I think what's common between more mature markets and emerging markets is that it is very hard to charge for commoditised news (news that I can get from free sources). If I can google the news, why should I have to pay for it? For mass news, people won't pay. But why can an FT, The Wall Street Journal or The New York Times charge? Because they are different, whether it is high-quality, in-depth reporting or their ability to break news faster than everybody else. They are the type of publications that make the news as much as they report it. But for the kind of information that is available everywhere, I don't think anyone will be able to charge.
What would you advise global brands looking for a cost-advantage in emerging markets?
From a brand's perspective, there is no such thing as India, China; there are, say, urban middle-class consumers in the big metros. Then I can decide the brand message. Places like India, China and Brazil are so diverse. To think that there is a 'Brazilian' approach is like thinking 'what works in New York will work in Ohio'. No, these are very different markets.
Some of the common misconceptions brands have is that if people have lower incomes, they don't have high aspirations. Brands think they can get away with selling last year's products that don't sell anywhere else. You can often de-feature products so that they have more reasonable price-points but it can't be a 'meek version' of what you sell in mature markets. You cannot think that emerging markets mean lower standards. Nothing could be worse than that. Take China, where we get a price premium for brands which is anywhere between 20 and 50 per cent greater than the US. Why? Because in China there are a lot of fake products. 'Brand' as a symbol for quality is therefore much more valuable in China than it is in the US.
Analysts say Apple is on its way to losing its leadership position and has been reduced to a tentative, challenger brand now. What happens if a market leader fails to spot an opportunity in time - even if that leader is as formidable as Apple?
Strategically speaking, Apple keeps making the same mistake over and over: developing a really great product and then failing to make that product ubiquitous. Apple is always dying a beautiful death and the only thing that saves it each time is if that next product idea comes just in time before the company is in serious trouble.

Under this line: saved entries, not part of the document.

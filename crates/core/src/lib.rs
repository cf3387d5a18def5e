//! Domain layer for the timetable scheduling service.
//!
//! This crate holds everything that can be decided without touching the
//! database: the time model (interval overlap, date to day-of-week
//! conversion), the typed records and per-operation request shapes, the
//! conflict checker, and the error taxonomy. The `timetable-db` and
//! `timetable-api` crates build on top of it.

pub mod conflict;
pub mod errors;
pub mod models;
pub mod time;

Rewind to the mid-90s, and you will find everyone convinced that Apple is dead. Why? Because Apple has a product called Macintosh, selling at enormous prices with just a tiny market share, which means it has no software to speak of and therefore, the company is set to be dead. More recently, take the iPhone. Apple has a beautiful phone, sells it at a huge premium and as a result, the global share is tiny. And so, Android and Samsung are the big companies in this market. So how you manage the collaborative environment of a company is as important as what the company does. What is an iPhone without really great applications? Nothing.
Apple's weakness is that it cannot understand how to effectively collaborate with other companies. Apple wants to be alone and righteous - as a result, it is niche. The one product Apple managed really well is the iPod, which didn't cost a bomb and as a result of its success, Apple's finances were restored. But that is an aberration in the history of the company. Just consider how Jobs fought tooth and nail not to make the iPod part of the Windows Operating System. I mean, don't you see… 98 per cent of the internet humanity is on Windows. By creating a product that works only with the Macintosh, you relegate yourself to being 'not important', right then and there. Opening the iStore to others at this point in time seems nothing but an afterthought.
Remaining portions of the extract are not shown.